Hong Kong’s exports and imports both surged over 40 percent in April, blowing past estimates, official data showed, as ongoing robust global demand for AI-related electronics products outweighed external uncertainties.
The value of total exports of goods increased by 42.9 percent to HK$620.9 billion last month, following a 35.8 percent rise in March, according to the Census and Statistics Department.
It was also far above economists’ projection for a 31 percent growth in April.
Imports increased by 44.4 percent from a year earlier, versus a projected gain of 41.7 percent, after rising 41.2 percent in March.
A visible trade deficit of HK$29.5 billion, equivalent to 4.5 percent of the value of imports of goods, was recorded in the month.
For the first four months of 2026 as a whole, outbound shipment value jumped by 35 percent from 2025, while imports grew by 38.9 percent.
In addition to the particularly strong export growth to Asian markets such as the mainland (+40.7 percent) and the Association of Southeast Asian Nations, exports to the United States (+37.5 percent) and the United Kingdom (+88.8 percent) also recorded very notable gains in April, the department said.

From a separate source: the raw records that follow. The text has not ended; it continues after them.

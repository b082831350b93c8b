// src/main.rs

// AIPL
// A line-oriented pipeline language: every line is a literal or an `!operator` call
// fed by the previous line's result.

use clap::Parser as ClapParser;
use std::path::{Path, PathBuf};

use aipl::{Interpreter, Registry, Value};

#[derive(ClapParser, Debug)]
#[command(version, about, long_about = None)]
struct Cli {
    /// The script file to run.
    #[arg(required_unless_present = "list")]
    file: Option<PathBuf>,

    /// Print the result of every line, not only the last one.
    #[arg(long)]
    history: bool,

    /// List the built-in operators and exit.
    #[arg(long)]
    list: bool,

    /// Log filter such as `debug` or `aipl=trace`. Defaults to RUST_LOG.
    #[arg(long, value_name = "FILTER")]
    log: Option<String>,
}

/// Installs a stderr subscriber when a filter is given or RUST_LOG is set.
fn init_tracing(filter: Option<&str>) {
    use tracing_subscriber::{fmt, prelude::*, EnvFilter};

    let filter = match filter {
        Some(directives) => EnvFilter::new(directives),
        None if std::env::var("RUST_LOG").is_ok() => EnvFilter::from_default_env(),
        None => return,
    };
    tracing_subscriber::registry()
        .with(fmt::layer().with_writer(std::io::stderr).with_target(true))
        .with(filter)
        .init();
}

fn main() {
    let cli = Cli::parse();
    init_tracing(cli.log.as_deref());

    let registry = match Registry::with_builtins() {
        Ok(registry) => registry,
        Err(e) => {
            eprintln!("Fatal error building operator registry: {}", e);
            std::process::exit(1);
        }
    };

    if cli.list {
        for name in registry.names() {
            if let Some((descriptor, _)) = registry.lookup(name) {
                println!("{}", descriptor);
            }
        }
        return;
    }

    if let Some(path) = cli.file {
        if let Err(e) = run_script(&path, registry, cli.history) {
            eprintln!("error: {}", e);
            std::process::exit(1);
        }
    }
}

/// Runs the interpreter on a given script file in batch mode.
fn run_script(path: &Path, registry: Registry, show_history: bool) -> Result<(), String> {
    let content = std::fs::read_to_string(path)
        .map_err(|e| format!("Failed to read file '{}': {}", path.display(), e))?;

    let mut interpreter = Interpreter::new(registry);
    let result = interpreter.run_script(&content).map_err(|e| e.to_string())?;

    if show_history {
        for (i, value) in interpreter.history().iter().enumerate() {
            println!("${} = {}", i, render(value));
        }
    } else {
        println!("Result: {}", render(&result));
    }
    Ok(())
}

// Strings are quoted so an empty or whitespace result is still visible.
fn render(value: &Value) -> String {
    match value {
        Value::Str(s) => format!("{:?}", s),
        other => other.to_string(),
    }
}
// src/parser.rs

use std::fmt;

use crate::error::{EvalError, ParseError, ParseErrorKind};
use crate::history::ResultsHistory;
use crate::value::Value;

/// Escape sequences recognised inside double-quoted strings.
static ESCAPES: phf::Map<char, char> = phf::phf_map! {
    'n' => '\n',
    't' => '\t',
    'r' => '\r',
    '"' => '"',
    '\\' => '\\',
};

const PIPE: &str = "|>";

// --- Argument Map ---

#[derive(Debug, Clone, PartialEq, Eq)]
pub enum ArgKey {
    Named(String),
    Positional(usize),
}

impl fmt::Display for ArgKey {
    fn fmt(&self, f: &mut fmt::Formatter<'_>) -> fmt::Result {
        match self {
            ArgKey::Named(name) => write!(f, "{}", name),
            ArgKey::Positional(i) => write!(f, "{}", i),
        }
    }
}

/// Arguments of one pipeline segment, in source order. Re-inserting a key overwrites it.
#[derive(Debug, Clone, Default, PartialEq)]
pub struct ArgumentMap {
    entries: Vec<(ArgKey, Value)>,
}

impl ArgumentMap {
    pub fn new() -> Self {
        ArgumentMap::default()
    }

    /// Returns the value previously stored under `key`, if any.
    pub fn insert(&mut self, key: ArgKey, value: Value) -> Option<Value> {
        if let Some(slot) = self.entries.iter_mut().find(|(k, _)| *k == key) {
            return Some(std::mem::replace(&mut slot.1, value));
        }
        self.entries.push((key, value));
        None
    }

    pub fn named(mut self, name: &str, value: impl Into<Value>) -> Self {
        self.insert(ArgKey::Named(name.to_string()), value.into());
        self
    }

    pub fn positional(mut self, value: impl Into<Value>) -> Self {
        let next = self
            .entries
            .iter()
            .filter(|(k, _)| matches!(k, ArgKey::Positional(_)))
            .count();
        self.insert(ArgKey::Positional(next), value.into());
        self
    }

    pub fn get(&self, key: &ArgKey) -> Option<&Value> {
        self.entries.iter().find(|(k, _)| k == key).map(|(_, v)| v)
    }

    pub fn get_named(&self, name: &str) -> Option<&Value> {
        self.entries.iter().find_map(|(k, v)| match k {
            ArgKey::Named(n) if n == name => Some(v),
            _ => None,
        })
    }

    pub fn len(&self) -> usize {
        self.entries.len()
    }

    pub fn is_empty(&self) -> bool {
        self.entries.is_empty()
    }

    pub fn iter(&self) -> impl Iterator<Item = (&ArgKey, &Value)> {
        self.entries.iter().map(|(k, v)| (k, v))
    }
}

impl IntoIterator for ArgumentMap {
    type Item = (ArgKey, Value);
    type IntoIter = std::vec::IntoIter<(ArgKey, Value)>;

    fn into_iter(self) -> Self::IntoIter {
        self.entries.into_iter()
    }
}

/// One `operator args...` unit of a `|>` pipeline.
#[derive(Debug, Clone, PartialEq)]
pub struct Segment {
    pub operator: String,
    pub args: ArgumentMap,
}

// --- The Parser ---

pub struct Parser<'h> {
    input: Vec<char>,
    pos: usize,
    // Column of input[0] within the command line, 1-based.
    base_col: usize,
    history: &'h ResultsHistory,
}

impl<'h> Parser<'h> {
    pub fn new(input: &str, base_col: usize, history: &'h ResultsHistory) -> Self {
        Parser {
            input: input.chars().collect(),
            pos: 0,
            base_col,
            history,
        }
    }

    fn current_char(&self) -> Option<char> { self.input.get(self.pos).copied() }

    fn advance(&mut self) {
        if self.pos < self.input.len() {
            self.pos += 1;
        }
    }

    fn col(&self) -> usize {
        self.base_col + self.pos
    }

    fn skip_whitespace(&mut self) {
        while self.current_char().map_or(false, char::is_whitespace) {
            self.advance();
        }
    }

    fn error_at(&self, kind: ParseErrorKind, col: usize) -> EvalError {
        EvalError::Parse(ParseError { kind, col })
    }

    fn error(&self, kind: ParseErrorKind) -> EvalError {
        self.error_at(kind, self.col())
    }

    pub fn parse_segment(&mut self) -> Result<Segment, EvalError> {
        self.skip_whitespace();
        let operator = self.read_word();
        if operator.is_empty() {
            return Err(self.error(ParseErrorKind::MissingOperator));
        }

        let mut args = ArgumentMap::new();
        let mut positional = 0;
        loop {
            self.skip_whitespace();
            if self.current_char().is_none() {
                break;
            }
            if let Some(key) = self.try_key() {
                if self.current_char().map_or(true, char::is_whitespace) {
                    return Err(self.error(ParseErrorKind::MissingValue(key)));
                }
                let value = self.parse_value()?;
                self.expect_separator()?;
                args.insert(ArgKey::Named(key), value);
            } else {
                let value = self.parse_value()?;
                self.expect_separator()?;
                args.insert(ArgKey::Positional(positional), value);
                positional += 1;
            }
        }
        tracing::trace!(operator = %operator, args = args.len(), "parsed segment");
        Ok(Segment { operator, args })
    }

    /// Parses the whole input as a single literal.
    pub fn parse_literal(&mut self) -> Result<Value, EvalError> {
        self.skip_whitespace();
        let value = self.parse_value()?;
        self.skip_whitespace();
        match self.current_char() {
            Some(c) => Err(self.error(ParseErrorKind::UnexpectedChar(c))),
            None => Ok(value),
        }
    }

    // Arguments end at whitespace or end of input; `"a"b` and `[1]x` are rejected.
    fn expect_separator(&self) -> Result<(), EvalError> {
        match self.current_char() {
            Some(c) if !c.is_whitespace() => Err(self.error(ParseErrorKind::UnexpectedChar(c))),
            _ => Ok(()),
        }
    }

    fn read_word(&mut self) -> String {
        let mut word = String::new();
        while let Some(c) = self.current_char() {
            if c.is_whitespace() {
                break;
            }
            word.push(c);
            self.advance();
        }
        word
    }

    // Consumes `key=` when the cursor sits on an identifier followed by '='.
    fn try_key(&mut self) -> Option<String> {
        let first = self.current_char()?;
        if !(first.is_ascii_alphabetic() || first == '_') {
            return None;
        }
        let mut end = self.pos;
        while let Some(&c) = self.input.get(end) {
            if c.is_ascii_alphanumeric() || c == '_' {
                end += 1;
            } else {
                break;
            }
        }
        if self.input.get(end) != Some(&'=') {
            return None;
        }
        let key: String = self.input[self.pos..end].iter().collect();
        self.pos = end + 1;
        Some(key)
    }

    fn parse_value(&mut self) -> Result<Value, EvalError> {
        match self.current_char() {
            Some('[') => self.parse_list(),
            Some('"') => self.parse_string().map(Value::Str),
            Some(_) => {
                let col = self.col();
                let token = self.read_word();
                self.parse_bare(&token, col)
            }
            None => Err(self.error(ParseErrorKind::MissingValue(String::new()))),
        }
    }

    fn parse_string(&mut self) -> Result<String, EvalError> {
        let start_col = self.col();
        self.advance(); // consume opening quote
        let mut s = String::new();
        loop {
            match self.current_char() {
                None => return Err(self.error_at(ParseErrorKind::UnterminatedString, start_col)),
                Some('"') => {
                    self.advance();
                    return Ok(s);
                }
                Some('\\') => {
                    self.advance();
                    let c = self
                        .current_char()
                        .ok_or_else(|| self.error_at(ParseErrorKind::UnterminatedString, start_col))?;
                    let decoded = ESCAPES
                        .get(&c)
                        .copied()
                        .ok_or_else(|| self.error(ParseErrorKind::InvalidEscape(c)))?;
                    s.push(decoded);
                    self.advance();
                }
                Some(c) => {
                    s.push(c);
                    self.advance();
                }
            }
        }
    }

    fn parse_list(&mut self) -> Result<Value, EvalError> {
        let start_col = self.col();
        self.advance(); // consume '['
        let mut items = Vec::new();

        self.skip_whitespace();
        if self.current_char() == Some(']') {
            self.advance();
            return Ok(Value::List(items));
        }

        loop {
            self.skip_whitespace();
            let item = match self.current_char() {
                None => return Err(self.error_at(ParseErrorKind::UnbalancedBracket, start_col)),
                Some('[') => return Err(self.error(ParseErrorKind::NestedList)),
                Some(',') | Some(']') => return Err(self.error(ParseErrorKind::EmptyListElement)),
                Some('"') => Value::Str(self.parse_string()?),
                Some(_) => self.parse_list_element(start_col)?,
            };
            items.push(item);

            self.skip_whitespace();
            match self.current_char() {
                Some(',') => self.advance(),
                Some(']') => {
                    self.advance();
                    return Ok(Value::List(items));
                }
                None => return Err(self.error_at(ParseErrorKind::UnbalancedBracket, start_col)),
                Some(c) => return Err(self.error(ParseErrorKind::UnexpectedChar(c))),
            }
        }
    }

    // Bare list elements run up to the next ',' or ']' and may contain spaces.
    fn parse_list_element(&mut self, list_col: usize) -> Result<Value, EvalError> {
        let col = self.col();
        let mut raw = String::new();
        loop {
            match self.current_char() {
                None => return Err(self.error_at(ParseErrorKind::UnbalancedBracket, list_col)),
                Some(',') | Some(']') => break,
                Some('[') => return Err(self.error(ParseErrorKind::NestedList)),
                Some(c) => {
                    raw.push(c);
                    self.advance();
                }
            }
        }
        self.parse_bare(raw.trim_end(), col)
    }

    fn parse_bare(&self, token: &str, col: usize) -> Result<Value, EvalError> {
        if let Some(reference) = token.strip_prefix('$') {
            if let Ok(index) = reference.parse::<i64>() {
                tracing::trace!(index, col, "result reference");
                return self.history.get(index).cloned();
            }
        }
        if let Ok(n) = token.parse::<i64>() {
            return Ok(Value::Int(n));
        }
        if looks_numeric(token) {
            if let Ok(x) = token.parse::<f64>() {
                return Ok(Value::Float(x));
            }
        }
        Ok(Value::Str(token.to_string()))
    }
}

// Keeps words like "inf" or "nan" as strings.
fn looks_numeric(token: &str) -> bool {
    token.chars().any(|c| c.is_ascii_digit())
        && token
            .chars()
            .all(|c| c.is_ascii_digit() || matches!(c, '.' | '-' | '+' | 'e' | 'E'))
}

/// Splits command text on `|>` outside of quotes and brackets.
/// Each piece is returned with its starting char offset.
fn split_pipeline(text: &str) -> Vec<(usize, String)> {
    let chars: Vec<char> = text.chars().collect();
    let mut pieces = Vec::new();
    let mut current = String::new();
    let mut start = 0;
    let mut in_string = false;
    let mut depth = 0usize;
    let mut i = 0;

    while i < chars.len() {
        let c = chars[i];
        if in_string {
            current.push(c);
            if c == '\\' {
                if let Some(&next) = chars.get(i + 1) {
                    current.push(next);
                    i += 1;
                }
            } else if c == '"' {
                in_string = false;
            }
        } else if c == '|' && depth == 0 && chars.get(i + 1) == Some(&'>') {
            pieces.push((start, std::mem::take(&mut current)));
            i += PIPE.len();
            start = i;
            continue;
        } else {
            // Quotes and brackets only open at the start of a token, as in `Parser::parse_value`.
            let token_start = match current.chars().next_back() {
                None => true,
                Some(prev) => prev.is_whitespace() || matches!(prev, '=' | ',' | '['),
            };
            match c {
                '"' if token_start => in_string = true,
                '[' if token_start => depth += 1,
                ']' => depth = depth.saturating_sub(1),
                _ => {}
            }
            current.push(c);
        }
        i += 1;
    }
    pieces.push((start, current));
    pieces
}

/// Parses a command line (`!op args |> op args ...`, or `?name` as `!inspect name`)
/// into its pipeline segments. `$n` references are resolved against `history`.
pub fn parse_command(line: &str, history: &ResultsHistory) -> Result<Vec<Segment>, EvalError> {
    let line = line.trim();
    let body = if let Some(rest) = line.strip_prefix('?') {
        format!("inspect {}", rest)
    } else if let Some(rest) = line.strip_prefix('!') {
        rest.to_string()
    } else {
        return Err(EvalError::Parse(ParseError {
            kind: ParseErrorKind::MissingOperator,
            col: 1,
        }));
    };

    let mut segments = Vec::new();
    for (offset, piece) in split_pipeline(&body) {
        let leading = piece.chars().take_while(|c| c.is_whitespace()).count();
        if piece.trim().is_empty() {
            return Err(EvalError::EmptyPipelineSegment);
        }
        // +2: one for the command sigil, one for 1-based columns.
        let mut parser = Parser::new(piece.trim_start(), offset + leading + 2, history);
        segments.push(parser.parse_segment()?);
    }
    Ok(segments)
}

/// Parses operator text without the leading `!`, e.g. `format fmt="{}"`.
pub fn parse_segment(text: &str, history: &ResultsHistory) -> Result<Segment, EvalError> {
    if text.trim().is_empty() {
        return Err(EvalError::EmptyPipelineSegment);
    }
    Parser::new(text, 1, history).parse_segment()
}

pub fn parse_literal(text: &str, history: &ResultsHistory) -> Result<Value, EvalError> {
    Parser::new(text, 1, history).parse_literal()
}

By commodity, exports of electrical machinery, apparatus and appliances, and electrical parts soared by HK$105.5 billion, or 49.5 percent in value in April, followed by a HK$26.5 billion, or 54.6 percent rise in telecommunications and sound recording and reproducing apparatus and equipment.
Looking ahead, resilient global demand for AI-related electronic products should provide continued support to Hong Kong's merchandise trade performance, a government spokesman said.
Yet, heightened geopolitical tensions in the Middle East could pose a salient risk in the near term through disrupting supply chains, driving up transport costs, and undermining global demand, the spokesman added.